New York State Court of Claims

New York State Court of Claims

PURCELL v. THE STATE OF NEW YORK, #2006-016-065, Claim No. 107359


Case Information

Claimant short name:
Footnote (claimant name) :

Footnote (defendant name) :

Third-party claimant(s):

Third-party defendant(s):

Claim number(s):
Motion number(s):

Cross-motion number(s):

Alan C. Marin
Claimant’s attorney:
Michael Purcell, Pro se
Defendant’s attorney:
Eliot Spitzer, Attorney GeneralBy: Dewey Lee, Esq., AAG
Third-party defendant’s attorney:

Signature date:
October 6, 2006
New York

Official citation:

Appellate results:

See also (multicaptioned case)

This decision follows the trial of the claim of Michael Purcell, who alleges that he became ill because of bacteria in the Otisville Correctional Facility water supply. Mr. Purcell further alleges that he received inadequate medical treatment for such condition.
Purcell testified that when he first arrived at Otisville in 1996, he was relatively healthy and had no medical problems. Then in 1997, he began to suffer from stomach pain that he described as acute. He was treated with various medications including Maalox, and underwent a number of diagnostic tests including sonograms, the results of which were negative. Claimant explained that as his symptoms continued, “I’d wake up in the middle of the night and the pain would be so . . . terrible, I couldn’t go back to sleep and I’d just be sitting up there rocking, and . . . I didn’t know what to do . . . the . . . medical department said they couldn’t do [anything] for me . . .”
Claimant recalled that at some point, he “learned that there was something wrong with the water, that they had found worms . . . I started reading this memorandum they had on the board about [the bacterium H. pylori].” He then returned to sick call to report that his symptoms were the same as those described in the memo and as a result, he was given a test for H. pylori, which he said came back positive, with a 1.99 reading.

Purcell testified that he was then put through a “ten day protocol” in which he was given antibiotics and other medications, but after ten days, saw no improvement in his condition.

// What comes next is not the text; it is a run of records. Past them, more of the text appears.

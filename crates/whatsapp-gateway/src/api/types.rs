//! API request and response types.

use crate::error::ApiError;
use crate::validation::FieldError;
use axum::body::Bytes;
use axum::extract::Multipart;
use serde::{Deserialize, Serialize};
use tracing::debug;

/// Multipart field carrying the attachment.
pub const MEDIA_FIELD: &str = "media";

/// Content type assumed for attachments sent without one.
const DEFAULT_MEDIA_TYPE: &str = "application/octet-stream";

/// Request to send a text message.
#[derive(Debug, Default, Deserialize)]
pub struct SendTextRequest {
    /// Recipient phone number, as typed by the caller
    #[serde(default)]
    pub number: Option<String>,

    /// Message text
    #[serde(default)]
    pub message: Option<String>,
}

/// Outcome of a send request.
#[derive(Debug, Clone, PartialEq, Eq, Serialize)]
pub struct ApiResponse {
    pub success: bool,
    pub message: String,
}

impl ApiResponse {
    pub fn ok(message: impl Into<String>) -> Self {
        Self {
            success: true,
            message: message.into(),
        }
    }

    pub fn failure(message: impl Into<String>) -> Self {
        Self {
            success: false,
            message: message.into(),
        }
    }
}

/// Validation failure response.
#[derive(Debug, Serialize)]
pub struct ValidationResponse {
    pub errors: Vec<FieldError>,
}

/// Health check response.
#[derive(Debug, Serialize)]
pub struct HealthResponse {
    pub status: String,
    pub messaging_client_healthy: bool,
}

/// Uploaded file, held in memory for the duration of the request.
#[derive(Debug, Clone)]
pub struct Upload {
    pub bytes: Bytes,
    pub mime_type: String,
    pub file_name: String,
}

/// A multipart text field that may not have been valid text.
#[derive(Debug, Clone, PartialEq, Eq)]
pub enum FormText {
    Text(String),
    NotText,
}

/// Fields of a media send request, before validation.
#[derive(Debug, Default)]
pub struct MediaForm {
    pub number: Option<String>,
    pub caption: Option<FormText>,
    pub media: Option<Upload>,
}

impl MediaForm {
    /// Decode a multipart body entirely into memory.
    ///
    /// Only a part named [`MEDIA_FIELD`] that carries a filename counts as the
    /// attachment; the first one wins. Unknown fields are ignored.
    pub async fn read(multipart: &mut Multipart) -> Result<Self, ApiError> {
        let mut form = MediaForm::default();

        while let Some(field) = multipart.next_field().await.map_err(malformed)? {
            let name = field.name().unwrap_or_default().to_string();

            match name.as_str() {
                MEDIA_FIELD if field.file_name().is_some() => {
                    let file_name = field.file_name().unwrap_or_default().to_string();
                    if form.media.is_some() {
                        debug!(file_name = %file_name, "Ignoring extra attachment");
                        continue;
                    }

                    let mime_type = field
                        .content_type()
                        .unwrap_or(DEFAULT_MEDIA_TYPE)
                        .to_string();
                    let bytes = field.bytes().await.map_err(malformed)?;
                    form.media = Some(Upload {
                        bytes,
                        mime_type,
                        file_name,
                    });
                }
                "number" => {
                    let bytes = field.bytes().await.map_err(malformed)?;
                    form.number = Some(String::from_utf8_lossy(&bytes).into_owned());
                }
                "caption" => {
                    let bytes = field.bytes().await.map_err(malformed)?;
                    form.caption = Some(match String::from_utf8(bytes.to_vec()) {
                        Ok(caption) => FormText::Text(caption),
                        Err(_) => FormText::NotText,
                    });
                }
                _ => debug!(field = %name, "Ignoring unknown form field"),
            }
        }

        Ok(form)
    }
}

fn malformed(e: axum::extract::multipart::MultipartError) -> ApiError {
    ApiError::Validation(vec![FieldError::body(e.body_text())])
}
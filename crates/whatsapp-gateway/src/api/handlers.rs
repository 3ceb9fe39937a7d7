//! HTTP request handlers.

use super::types::{ApiResponse, HealthResponse, MediaForm, SendTextRequest};
use super::AppState;
use crate::error::ApiError;
use crate::validation::{self, FieldError};
use axum::{
    extract::{multipart::MultipartRejection, rejection::JsonRejection, Multipart, State},
    Json,
};
use tracing::info;

/// Health check endpoint.
pub async fn health(State(state): State<AppState>) -> Json<HealthResponse> {
    let healthy = state.client.health_check().await;

    Json(HealthResponse {
        status: "ok".to_string(),
        messaging_client_healthy: healthy,
    })
}

/// Send a text message.
pub async fn send_message(
    State(state): State<AppState>,
    payload: Result<Json<SendTextRequest>, JsonRejection>,
) -> Result<Json<ApiResponse>, ApiError> {
    let Json(request) =
        payload.map_err(|e| ApiError::Validation(vec![FieldError::body(e.body_text())]))?;
    let text = validation::validate_text(request)?;

    info!(number = %text.number, "Send message request received");

    let confirmation = state
        .messenger
        .send_text(&text.number, &text.message)
        .await?;

    Ok(Json(ApiResponse::ok(confirmation.to_string())))
}

/// Send a file, with an optional caption.
pub async fn send_media(
    State(state): State<AppState>,
    multipart: Result<Multipart, MultipartRejection>,
) -> Result<Json<ApiResponse>, ApiError> {
    let form = match multipart {
        Ok(mut multipart) => MediaForm::read(&mut multipart).await?,
        // A body that is not multipart carries no attachment
        Err(MultipartRejection::InvalidBoundary(_)) => MediaForm::default(),
        Err(e) => return Err(ApiError::Validation(vec![FieldError::body(e.body_text())])),
    };
    let media = validation::validate_media(form)?;

    info!(
        number = %media.number,
        file_name = %media.upload.file_name,
        mime_type = %media.upload.mime_type,
        size = media.upload.bytes.len(),
        "Send media request received"
    );

    let confirmation = state
        .messenger
        .send_media(&media.number, media.caption.as_deref(), &media.upload)
        .await?;

    Ok(Json(ApiResponse::ok(confirmation.to_string())))
}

At that point, he submitted a grievance because, according to claimant, “they knew there was something wrong with the water a long time ago because they had brought in some tankers and they had talked about the red worms in the water . . .” The Superintendent’s response was as follows: “Grievant is receiving proper medical care at Otisville . . . Facility water is tested monthly at random areas . . . Test results show water is safe for human consumption . . .” See claimant’s exhibit 1.
Claimant then appealed the decision to the Central Office Review Committee, which “[upheld] the determination of the Superintendent . . . CORC notes that the grievant has been evaluated in the past for similar complaints as far back as 1998. Contrary to the [grievant’s] assertions, CORC has not been presented with sufficient evidence that the grievant contracted H. pylori from the water system at Otisville Correctional Facility . . .” Id.
* * *
Aside from Purcell’s own view, he presented no evidence as to contamination of the Otisville Correctional Facility Water supply. Nor did he present expert medical/scientific testimony as to what brings about a positive test result for H. pylori, or what symptoms, if any, are caused by such bacterium. As to his claim alleging inadequate medical treatment, in order to prevail, he would be required to present expert testimony that there was a deviation from accepted standards of medical care which proximately caused him injury, which he failed to do. See, e.g., Lyons v McCauley, 252 AD2d 516, 675 NYS2d 375 (2d Dept 1998), lv denied 92 NY2d 814, 681 NYS2d 475 (1998). For the foregoing reasons, claim no. 107359 is dismissed.

October 6, 2006
New York, New York

Judge of the Court of Claims

  1. [1]Claimant submitted medical records (exhibit 1) which include laboratory reports for four H. pylori tests. Such records indicate that a result of less than .89 units is negative, .89 to .99 units is “equivocal,” and greater than .99 units is positive. A December 5, 2001 result was 1.99 units; a February 20, 2002 result was 1.48 units; an October 16, 2002 result was 1.00 units; and an April 2, 2003 result was .83 units.